Female gender predicted longer survival in our population (despite older age at implantation) with median survival of 7.8 years (vs. 5.9 years in men). This is in concordance with the longer overall life expectancy and the delayed appearance of cardiovascular disease in women.18
In contrast to our findings, in the Framingham cohort8
AF diminished the female advantage in survival.

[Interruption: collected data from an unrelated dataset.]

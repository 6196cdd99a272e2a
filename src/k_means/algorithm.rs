use ndarray::{Array1, Array2, ArrayBase, Axis, Data, DataMut, Ix1, Ix2, Zip};
use ndarray_rand::rand::Rng;
use ndarray_rand::rand::SeedableRng;
use rand_xoshiro::Xoshiro256Plus;

use crate::distance::{Distance, L2Dist};
use crate::k_means::{KMeansError, KMeansInit, KMeansParams, KMeansValidParams};
use crate::param_guard::ParamGuard;
use crate::traits::{Fit, PredictInplace};
use crate::Float;

/// K-means clustering aims to partition a set of unlabeled observations
/// into clusters, where each observation belongs to the cluster with the
/// nearest mean.
///
/// The mean of the points within a cluster is called *centroid*.
///
/// Given the set of centroids, you can assign an observation to a cluster
/// choosing the nearest centroid.
///
/// This is the _standard algorithm_ (also known as Lloyd's algorithm): it
/// progressively refines the choice of centroids. There are three steps,
/// repeated in a loop:
/// - assignment step: assign each observation to the nearest cluster
///   (minimum distance between the observation and the cluster's centroid;
///   ties break to the lowest centroid index);
/// - update step: recompute the centroid of each cluster as the
///   coordinate-wise mean of its assigned observations. A cluster that
///   received no observations keeps its previous centroid;
/// - convergence check: training is complete once every centroid moved
///   strictly less than `tolerance` during the update step, or when
///   `max_n_iterations` is reached. Running into the iteration bound is a
///   normal termination path, reported through [`KMeans::converged`].
///
/// The initial centroids are, by default, the first `n_clusters`
/// observations in input order, so a run is fully deterministic; see
/// [`KMeansInit`] for the alternatives.
///
/// The fitted model keeps the labels computed by the assignment step of
/// the final executed iteration, available through [`KMeans::labels`].
///
/// ## Parallelisation
///
/// The work performed by the assignment step does not require any
/// coordination: the closest centroid for each point can be computed
/// independently from the closest centroid for any of the remaining
/// points, so the assignment step is parallelised per observation thanks
/// to the `rayon` feature in `ndarray`. Iterations remain strictly
/// sequential.
///
/// ## Example
///
/// ```
/// use ndarray::array;
/// use symclust::KMeans;
/// use symclust::traits::{Fit, Predict};
///
/// // two tight pairs on the x axis
/// let observations = array![[0.0, 0.0], [10.0, 0.0], [0.2, 0.0], [10.2, 0.0]];
///
/// let model = KMeans::params(2)
///     .tolerance(1e-3)
///     .fit(&observations)
///     .expect("KMeans fitted");
///
/// let labels = model.labels();
/// assert_eq!(labels[0], labels[2]);
/// assert_eq!(labels[1], labels[3]);
///
/// // new observations are assigned to the nearest centroid
/// let assigned = model.predict(&array![[9.8, 0.3]]);
/// assert_eq!(assigned[0], labels[1]);
/// ```
#[derive(Clone, Debug, PartialEq)]
pub struct KMeans<F: Float> {
    centroids: Array2<F>,
    labels: Array1<usize>,
    cluster_count: Array1<usize>,
    inertia: F,
    n_iterations: u64,
    converged: bool,
}

impl<F: Float> KMeans<F> {
    /// Configure the training with a default, seeded random number
    /// generator. Randomness is only consumed by [`KMeansInit::Random`].
    pub fn params(n_clusters: usize) -> KMeansParams<F, Xoshiro256Plus> {
        KMeansParams::new(n_clusters, Xoshiro256Plus::seed_from_u64(42))
    }

    /// Configure the training with the given random number generator
    pub fn params_with_rng<R: Rng>(n_clusters: usize, rng: R) -> KMeansParams<F, R> {
        KMeansParams::new(n_clusters, rng)
    }

    /// Return the set of centroids as a 2-dimensional matrix with shape
    /// `(n_centroids, n_features)`.
    pub fn centroids(&self) -> &Array2<F> {
        &self.centroids
    }

    /// Return the cluster index assigned to each training observation by
    /// the assignment step of the final executed iteration.
    pub fn labels(&self) -> &Array1<usize> {
        &self.labels
    }

    /// Return the number of training points belonging to each cluster
    pub fn cluster_count(&self) -> &Array1<usize> {
        &self.cluster_count
    }

    /// Return the sum of squared distances between each training point and
    /// its closest centroid
    pub fn inertia(&self) -> F {
        self.inertia
    }

    /// Number of iterations actually executed
    pub fn n_iterations(&self) -> u64 {
        self.n_iterations
    }

    /// Whether the centroids settled below `tolerance` before the
    /// iteration bound. `false` is not an error: the model still carries
    /// the best-effort result.
    pub fn converged(&self) -> bool {
        self.converged
    }
}

impl<F: Float, R: Rng + Clone, D: Data<Elem = F>> Fit<ArrayBase<D, Ix2>, KMeansError>
    for KMeansValidParams<F, R>
{
    type Object = KMeans<F>;

    /// Given an input matrix `records`, with shape `(n_observations,
    /// n_features)`, `fit` identifies `n_clusters` centroids based on the
    /// training data distribution and labels every observation.
    fn fit(&self, records: &ArrayBase<D, Ix2>) -> Result<Self::Object, KMeansError> {
        let observations = records.view();
        let (n_samples, n_features) = observations.dim();
        let n_clusters = self.n_clusters();
        if n_clusters > n_samples {
            return Err(KMeansError::TooManyClusters {
                n_clusters,
                n_samples,
            });
        }
        if let KMeansInit::Precomputed(centroids) = self.init_method() {
            if centroids.dim() != (n_clusters, n_features) {
                return Err(KMeansError::InvalidInitShape(
                    centroids.nrows(),
                    centroids.ncols(),
                    n_clusters,
                    n_features,
                ));
            }
        }

        let mut rng = self.rng().clone();
        let mut centroids = self.init_method().run(n_clusters, &observations, &mut rng);
        let mut memberships = Array1::zeros(n_samples);
        let mut dists = Array1::zeros(n_samples);

        let mut converged = false;
        let mut n_iterations = 0;
        for _ in 0..self.max_n_iterations() {
            n_iterations += 1;
            update_memberships_and_dists(&centroids, &observations, &mut memberships, &mut dists);
            let new_centroids = compute_centroids(&centroids, &observations, &memberships);
            let settled = centroids
                .rows()
                .into_iter()
                .zip(new_centroids.rows())
                .all(|(previous, updated)| L2Dist.distance(previous, updated) < self.tolerance());
            centroids = new_centroids;
            if settled {
                converged = true;
                break;
            }
        }

        let mut cluster_count = Array1::zeros(n_clusters);
        memberships.iter().for_each(|&cluster| cluster_count[cluster] += 1);

        Ok(KMeans {
            centroids,
            labels: memberships,
            cluster_count,
            inertia: dists.sum(),
            n_iterations,
            converged,
        })
    }
}

impl<F: Float, R: Rng + Clone, D: Data<Elem = F>> Fit<ArrayBase<D, Ix2>, KMeansError>
    for KMeansParams<F, R>
{
    type Object = KMeans<F>;

    /// Performs the checking step and calls `fit` on the checked
    /// hyperparameters, so the builder can be fitted directly.
    fn fit(&self, records: &ArrayBase<D, Ix2>) -> Result<Self::Object, KMeansError> {
        let checked = self.check_ref()?;
        checked.fit(records)
    }
}

impl<F: Float, D: Data<Elem = F>> PredictInplace<ArrayBase<D, Ix2>, Array1<usize>> for KMeans<F> {
    /// Given an input matrix `observations`, with shape `(n_observations,
    /// n_features)`, `predict` returns, for each observation, the index of
    /// the closest cluster/centroid.
    ///
    /// You can retrieve the centroid associated to an index using the
    /// [`centroids` method](KMeans::centroids).
    fn predict_inplace(&self, observations: &ArrayBase<D, Ix2>, memberships: &mut Array1<usize>) {
        assert_eq!(
            observations.nrows(),
            memberships.len(),
            "The number of data points must match the number of memberships."
        );

        update_cluster_memberships(&self.centroids, &observations.view(), memberships);
    }

    fn default_target(&self, observations: &ArrayBase<D, Ix2>) -> Array1<usize> {
        Array1::zeros(observations.nrows())
    }
}

impl<F: Float, D: Data<Elem = F>> PredictInplace<ArrayBase<D, Ix1>, usize> for KMeans<F> {
    /// Given one input observation, return the index of its closest
    /// cluster.
    fn predict_inplace(&self, observation: &ArrayBase<D, Ix1>, membership: &mut usize) {
        *membership = closest_centroid(&self.centroids, &observation.view()).0;
    }

    fn default_target(&self, _observation: &ArrayBase<D, Ix1>) -> usize {
        0
    }
}

/// `compute_centroids` returns a 2-dimensional array, where the i-th row
/// corresponds to the i-th cluster.
///
/// A cluster that received no observations keeps its previous centroid,
/// avoiding the division by zero a mean over an empty set would incur.
fn compute_centroids<F: Float>(
    old_centroids: &Array2<F>,
    // (n_observations, n_features)
    observations: &ArrayBase<impl Data<Elem = F>, Ix2>,
    // (n_observations,)
    cluster_memberships: &ArrayBase<impl Data<Elem = usize>, Ix1>,
) -> Array2<F> {
    let n_clusters = old_centroids.nrows();
    let mut counts: Array1<usize> = Array1::zeros(n_clusters);
    let mut centroids = Array2::zeros((n_clusters, observations.ncols()));

    Zip::from(observations.rows())
        .and(cluster_memberships)
        .for_each(|observation, &cluster_membership| {
            let mut centroid = centroids.row_mut(cluster_membership);
            centroid += &observation;
            counts[cluster_membership] += 1;
        });

    Zip::from(centroids.rows_mut())
        .and(old_centroids.rows())
        .and(&counts)
        .for_each(|mut centroid, old_centroid, &count| {
            if count == 0 {
                centroid.assign(&old_centroid);
            } else {
                centroid /= F::cast(count);
            }
        });
    centroids
}

// Update `cluster_memberships` with the index of the cluster each observation belongs to.
pub(crate) fn update_cluster_memberships<F: Float>(
    centroids: &ArrayBase<impl Data<Elem = F> + Sync, Ix2>,
    observations: &ArrayBase<impl Data<Elem = F> + Sync, Ix2>,
    cluster_memberships: &mut ArrayBase<impl DataMut<Elem = usize>, Ix1>,
) {
    Zip::from(observations.axis_iter(Axis(0)))
        .and(cluster_memberships)
        .par_for_each(|observation, cluster_membership| {
            *cluster_membership = closest_centroid(centroids, &observation).0
        });
}

// Efficient combination of the assignment step and the distance bookkeeping:
// updates `cluster_memberships` and, for each observation, the squared
// distance to its closest centroid.
pub(crate) fn update_memberships_and_dists<F: Float>(
    centroids: &ArrayBase<impl Data<Elem = F> + Sync, Ix2>,
    observations: &ArrayBase<impl Data<Elem = F> + Sync, Ix2>,
    cluster_memberships: &mut ArrayBase<impl DataMut<Elem = usize>, Ix1>,
    dists: &mut ArrayBase<impl DataMut<Elem = F>, Ix1>,
) {
    Zip::from(observations.axis_iter(Axis(0)))
        .and(cluster_memberships)
        .and(dists)
        .par_for_each(|observation, cluster_membership, dist| {
            let (membership, distance) = closest_centroid(centroids, &observation);
            *cluster_membership = membership;
            *dist = distance;
        });
}

/// Given a matrix of centroids with shape (n_centroids, n_features) and an
/// observation, return the index of the closest centroid (the index of the
/// corresponding row in `centroids`) together with its squared distance.
///
/// Ties break to the lowest centroid index: the scan replaces the running
/// minimum only on a strictly smaller distance.
pub(crate) fn closest_centroid<F: Float>(
    // (n_centroids, n_features)
    centroids: &ArrayBase<impl Data<Elem = F>, Ix2>,
    // (n_features)
    observation: &ArrayBase<impl Data<Elem = F>, Ix1>,
) -> (usize, F) {
    let first_centroid = centroids.row(0);
    let (mut closest_index, mut minimum_distance) = (
        0,
        L2Dist.rdistance(first_centroid.view(), observation.view()),
    );

    for (centroid_index, centroid) in centroids.rows().into_iter().enumerate() {
        let distance = L2Dist.rdistance(centroid.view(), observation.view());
        if distance < minimum_distance {
            closest_index = centroid_index;
            minimum_distance = distance;
        }
    }
    (closest_index, minimum_distance)
}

Our data strongly suggest a decrease in mortality in patients with AF within the last decades, making the need for further current data on the impact of AF on the prognosis in different clinical settings obvious.
Limitations of the study
As data collection started in the 1970's, information on AF-related co-morbid conditions such as the presence of hypertension, diabetes, coronary artery disease, heart failure, or valve disease is—due to incomplete patient records and a not standardized cardiological work-up protocol for the included patients—sparse. The assumption that improvement in therapy of these conditions and the implementation of anticoagulation are responsible for the decrease in mortality therefore is speculative. As only PM patients were included in our study, these results should not be transferred to AF patients without PM uncritically.
Conflict of interest: none declared.